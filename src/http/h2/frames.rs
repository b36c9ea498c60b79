//! HTTP/2 frame types
//!
//! This module defines the frame types specified in RFC 7540 Section 6 and
//! the typed views decoded from a raw [`Frame`].

use super::error::{Error, ErrorCode, Result};
use super::settings::{Settings, SettingsParameter};
use bytes::{Buf, Bytes};
use std::fmt;

/// HTTP/2 frame types (RFC 7540 Section 6)
#[derive(Debug, Clone, Copy, PartialEq, Eq)]
#[repr(u8)]
pub enum FrameType {
    Data = 0x0,
    Headers = 0x1,
    Priority = 0x2,
    RstStream = 0x3,
    Settings = 0x4,
    PushPromise = 0x5,
    Ping = 0x6,
    Goaway = 0x7,
    WindowUpdate = 0x8,
    Continuation = 0x9,
}

impl FrameType {
    /// Convert frame type to u8
    pub fn as_u8(self) -> u8 {
        self as u8
    }

    /// Create frame type from u8; extension types yield `None`
    pub fn from_u8(byte: u8) -> Option<Self> {
        match byte {
            0x0 => Some(FrameType::Data),
            0x1 => Some(FrameType::Headers),
            0x2 => Some(FrameType::Priority),
            0x3 => Some(FrameType::RstStream),
            0x4 => Some(FrameType::Settings),
            0x5 => Some(FrameType::PushPromise),
            0x6 => Some(FrameType::Ping),
            0x7 => Some(FrameType::Goaway),
            0x8 => Some(FrameType::WindowUpdate),
            0x9 => Some(FrameType::Continuation),
            _ => None,
        }
    }

    /// Get frame type name
    pub fn name(&self) -> &'static str {
        match self {
            FrameType::Data => "DATA",
            FrameType::Headers => "HEADERS",
            FrameType::Priority => "PRIORITY",
            FrameType::RstStream => "RST_STREAM",
            FrameType::Settings => "SETTINGS",
            FrameType::PushPromise => "PUSH_PROMISE",
            FrameType::Ping => "PING",
            FrameType::Goaway => "GOAWAY",
            FrameType::WindowUpdate => "WINDOW_UPDATE",
            FrameType::Continuation => "CONTINUATION",
        }
    }
}

impl fmt::Display for FrameType {
    fn fmt(&self, f: &mut fmt::Formatter<'_>) -> fmt::Result {
        write!(f, "{} (0x{:x})", self.name(), self.as_u8())
    }
}

/// HTTP/2 frame flags
#[derive(Debug, Clone, Copy, Default, PartialEq, Eq)]
pub struct FrameFlags(u8);

impl FrameFlags {
    /// Create empty flags
    pub fn empty() -> Self {
        FrameFlags(0)
    }

    /// Create from u8
    pub fn from_u8(flags: u8) -> Self {
        FrameFlags(flags)
    }

    /// Get raw u8 value
    pub fn as_u8(&self) -> u8 {
        self.0
    }

    /// Set a flag
    pub fn set(&mut self, flag: u8) {
        self.0 |= flag;
    }

    /// Check if a flag is set
    pub fn is_set(&self, flag: u8) -> bool {
        (self.0 & flag) != 0
    }

    /// END_STREAM flag (0x1)
    pub const END_STREAM: u8 = 0x1;

    /// ACK flag (0x1) - used for SETTINGS and PING
    pub const ACK: u8 = 0x1;

    /// END_HEADERS flag (0x4)
    pub const END_HEADERS: u8 = 0x4;

    /// PADDED flag (0x8)
    pub const PADDED: u8 = 0x8;

    /// PRIORITY flag (0x20)
    pub const PRIORITY: u8 = 0x20;

    pub fn is_end_stream(&self) -> bool {
        self.is_set(Self::END_STREAM)
    }

    pub fn is_ack(&self) -> bool {
        self.is_set(Self::ACK)
    }

    pub fn is_end_headers(&self) -> bool {
        self.is_set(Self::END_HEADERS)
    }

    pub fn is_padded(&self) -> bool {
        self.is_set(Self::PADDED)
    }

    pub fn is_priority(&self) -> bool {
        self.is_set(Self::PRIORITY)
    }
}

/// Raw frame as read from the wire
#[derive(Debug, Clone)]
pub struct Frame {
    pub frame_type: FrameType,
    pub flags: FrameFlags,
    pub stream_id: u32,
    pub payload: Bytes,
}

impl Frame {
    /// Create a new frame
    pub fn new(frame_type: FrameType, flags: FrameFlags, stream_id: u32, payload: Bytes) -> Self {
        Frame {
            frame_type,
            flags,
            stream_id,
            payload,
        }
    }

    /// Get payload size
    pub fn payload_len(&self) -> usize {
        self.payload.len()
    }

    fn require_stream(&self) -> Result<()> {
        if self.stream_id == 0 {
            return Err(Error::Protocol(format!(
                "{} frame on stream 0",
                self.frame_type.name()
            )));
        }
        Ok(())
    }

    fn require_connection(&self) -> Result<()> {
        if self.stream_id != 0 {
            return Err(Error::Protocol(format!(
                "{} frame on stream {}",
                self.frame_type.name(),
                self.stream_id
            )));
        }
        Ok(())
    }

    fn require_len(&self, len: usize) -> Result<()> {
        if self.payload.len() != len {
            return Err(Error::FrameSize(format!(
                "{} payload must be {} bytes, got {}",
                self.frame_type.name(),
                len,
                self.payload.len()
            )));
        }
        Ok(())
    }
}

/// Remove padding from a PADDED payload (RFC 7540 Section 6.1)
fn strip_padding(flags: FrameFlags, mut payload: Bytes) -> Result<Bytes> {
    if !flags.is_padded() {
        return Ok(payload);
    }
    if payload.is_empty() {
        return Err(Error::FrameSize("padded frame without pad length".to_string()));
    }
    let pad_len = payload.get_u8() as usize;
    if pad_len > payload.len() {
        return Err(Error::Protocol("padding exceeds frame payload".to_string()));
    }
    payload.truncate(payload.len() - pad_len);
    Ok(payload)
}

/// DATA frame (RFC 7540 Section 6.1)
#[derive(Debug, Clone)]
pub struct DataFrame {
    pub stream_id: u32,
    pub data: Bytes,
    pub end_stream: bool,
    pub padding: Option<u8>,
    /// Bytes counted against flow control, padding included
    pub flow_len: usize,
}

impl DataFrame {
    /// Create a new DATA frame
    pub fn new(stream_id: u32, data: Bytes, end_stream: bool) -> Self {
        let flow_len = data.len();
        DataFrame {
            stream_id,
            data,
            end_stream,
            padding: None,
            flow_len,
        }
    }

    /// Set padding
    pub fn with_padding(mut self, padding: u8) -> Self {
        self.padding = Some(padding);
        self.flow_len = self.data.len() + 1 + padding as usize;
        self
    }

    pub fn decode(frame: &Frame) -> Result<Self> {
        frame.require_stream()?;
        let flow_len = frame.payload.len();
        let data = strip_padding(frame.flags, frame.payload.clone())?;
        Ok(DataFrame {
            stream_id: frame.stream_id,
            data,
            end_stream: frame.flags.is_end_stream(),
            padding: None,
            flow_len,
        })
    }
}

/// HEADERS frame (RFC 7540 Section 6.2)
#[derive(Debug, Clone)]
pub struct HeadersFrame {
    pub stream_id: u32,
    /// Header block fragment
    pub header_block: Bytes,
    pub end_stream: bool,
    pub end_headers: bool,
    pub priority: Option<PrioritySpec>,
}

impl HeadersFrame {
    /// Create a new HEADERS frame
    pub fn new(stream_id: u32, header_block: Bytes, end_stream: bool, end_headers: bool) -> Self {
        HeadersFrame {
            stream_id,
            header_block,
            end_stream,
            end_headers,
            priority: None,
        }
    }

    pub fn decode(frame: &Frame) -> Result<Self> {
        frame.require_stream()?;
        let mut block = strip_padding(frame.flags, frame.payload.clone())?;
        let priority = if frame.flags.is_priority() {
            if block.len() < 5 {
                return Err(Error::FrameSize("HEADERS priority field truncated".to_string()));
            }
            let dep = block.get_u32();
            let weight = block.get_u8();
            Some(PrioritySpec::new(dep & 0x7FFF_FFFF, dep & 0x8000_0000 != 0, weight))
        } else {
            None
        };
        Ok(HeadersFrame {
            stream_id: frame.stream_id,
            header_block: block,
            end_stream: frame.flags.is_end_stream(),
            end_headers: frame.flags.is_end_headers(),
            priority,
        })
    }
}

/// Priority specification (RFC 7540 Section 6.3)
#[derive(Debug, Clone, Copy, PartialEq, Eq)]
pub struct PrioritySpec {
    pub stream_dependency: u32,
    pub exclusive: bool,
    pub weight: u8,
}

impl PrioritySpec {
    /// Create a new priority specification
    pub fn new(stream_dependency: u32, exclusive: bool, weight: u8) -> Self {
        PrioritySpec {
            stream_dependency,
            exclusive,
            weight,
        }
    }
}

/// RST_STREAM frame (RFC 7540 Section 6.4)
#[derive(Debug, Clone, Copy)]
pub struct RstStreamFrame {
    pub stream_id: u32,
    pub error_code: ErrorCode,
}

impl RstStreamFrame {
    pub fn new(stream_id: u32, error_code: ErrorCode) -> Self {
        RstStreamFrame {
            stream_id,
            error_code,
        }
    }

    pub fn decode(frame: &Frame) -> Result<Self> {
        frame.require_stream()?;
        frame.require_len(4)?;
        let code = frame.payload.clone().get_u32();
        Ok(RstStreamFrame::new(frame.stream_id, ErrorCode::from_u32(code)))
    }
}

/// SETTINGS frame (RFC 7540 Section 6.5)
#[derive(Debug, Clone)]
pub struct SettingsFrame {
    pub ack: bool,
    pub settings: Settings,
}

impl SettingsFrame {
    /// Create a new SETTINGS frame
    pub fn new(settings: Settings) -> Self {
        SettingsFrame {
            ack: false,
            settings,
        }
    }

    /// Create a SETTINGS ACK frame
    pub fn ack() -> Self {
        SettingsFrame {
            ack: true,
            settings: Settings::new(),
        }
    }

    /// Decode a SETTINGS frame; unknown parameters are ignored
    pub fn decode(frame: &Frame) -> Result<Self> {
        frame.require_connection()?;
        if frame.flags.is_ack() {
            frame.require_len(0)?;
            return Ok(SettingsFrame::ack());
        }
        Ok(SettingsFrame::new(Settings::decode_payload(&frame.payload)?))
    }
}

impl Settings {
    /// Parse a SETTINGS payload (6 bytes per parameter)
    pub fn decode_payload(payload: &[u8]) -> Result<Settings> {
        if payload.len() % 6 != 0 {
            return Err(Error::FrameSize(format!(
                "SETTINGS payload length {} is not a multiple of 6",
                payload.len()
            )));
        }
        let mut settings = Settings::new();
        for entry in payload.chunks_exact(6) {
            let id = u16::from_be_bytes([entry[0], entry[1]]);
            let value = u32::from_be_bytes([entry[2], entry[3], entry[4], entry[5]]);
            match SettingsParameter::from_u16(id) {
                Some(SettingsParameter::HeaderTableSize) => settings.header_table_size = Some(value),
                Some(SettingsParameter::EnablePush) => settings.enable_push = Some(value != 0),
                Some(SettingsParameter::MaxConcurrentStreams) => {
                    settings.max_concurrent_streams = Some(value)
                }
                Some(SettingsParameter::InitialWindowSize) => {
                    settings.initial_window_size = Some(value)
                }
                Some(SettingsParameter::MaxFrameSize) => settings.max_frame_size = Some(value),
                Some(SettingsParameter::MaxHeaderListSize) => {
                    settings.max_header_list_size = Some(value)
                }
                None => {}
            }
        }
        settings.validate()?;
        Ok(settings)
    }
}

/// PING frame (RFC 7540 Section 6.7)
#[derive(Debug, Clone, Copy)]
pub struct PingFrame {
    pub ack: bool,
    /// Opaque data (8 bytes)
    pub data: [u8; 8],
}

impl PingFrame {
    /// Create a new PING frame
    pub fn new(data: [u8; 8]) -> Self {
        PingFrame { ack: false, data }
    }

    /// Create a PING ACK frame
    pub fn ack(data: [u8; 8]) -> Self {
        PingFrame { ack: true, data }
    }

    pub fn decode(frame: &Frame) -> Result<Self> {
        frame.require_connection()?;
        frame.require_len(8)?;
        let mut data = [0u8; 8];
        data.copy_from_slice(&frame.payload);
        Ok(PingFrame {
            ack: frame.flags.is_ack(),
            data,
        })
    }
}

/// GOAWAY frame (RFC 7540 Section 6.8)
#[derive(Debug, Clone)]
pub struct GoawayFrame {
    pub last_stream_id: u32,
    pub error_code: ErrorCode,
    pub debug_data: Bytes,
}

impl GoawayFrame {
    /// Create a new GOAWAY frame
    pub fn new(last_stream_id: u32, error_code: ErrorCode, debug_data: Bytes) -> Self {
        GoawayFrame {
            last_stream_id,
            error_code,
            debug_data,
        }
    }

    pub fn decode(frame: &Frame) -> Result<Self> {
        frame.require_connection()?;
        if frame.payload.len() < 8 {
            return Err(Error::FrameSize("GOAWAY payload too short".to_string()));
        }
        let mut payload = frame.payload.clone();
        let last_stream_id = payload.get_u32() & 0x7FFF_FFFF;
        let code = payload.get_u32();
        Ok(GoawayFrame::new(last_stream_id, ErrorCode::from_u32(code), payload))
    }
}

/// WINDOW_UPDATE frame (RFC 7540 Section 6.9)
#[derive(Debug, Clone, Copy)]
pub struct WindowUpdateFrame {
    /// Stream ID (0 for connection-level)
    pub stream_id: u32,
    pub size_increment: u32,
}

impl WindowUpdateFrame {
    /// Create a new WINDOW_UPDATE frame
    pub fn new(stream_id: u32, size_increment: u32) -> Self {
        WindowUpdateFrame {
            stream_id,
            size_increment,
        }
    }

    pub fn decode(frame: &Frame) -> Result<Self> {
        frame.require_len(4)?;
        let increment = frame.payload.clone().get_u32() & 0x7FFF_FFFF;
        Ok(WindowUpdateFrame::new(frame.stream_id, increment))
    }
}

• _Task brief_: Only lines containing the string "PingFrame" belong in the answer; find them in the data above and copy them.

• _Response to the task_:
pub struct PingFrame {
impl PingFrame {
        PingFrame { ack: false, data }
        PingFrame { ack: true, data }
        Ok(PingFrame {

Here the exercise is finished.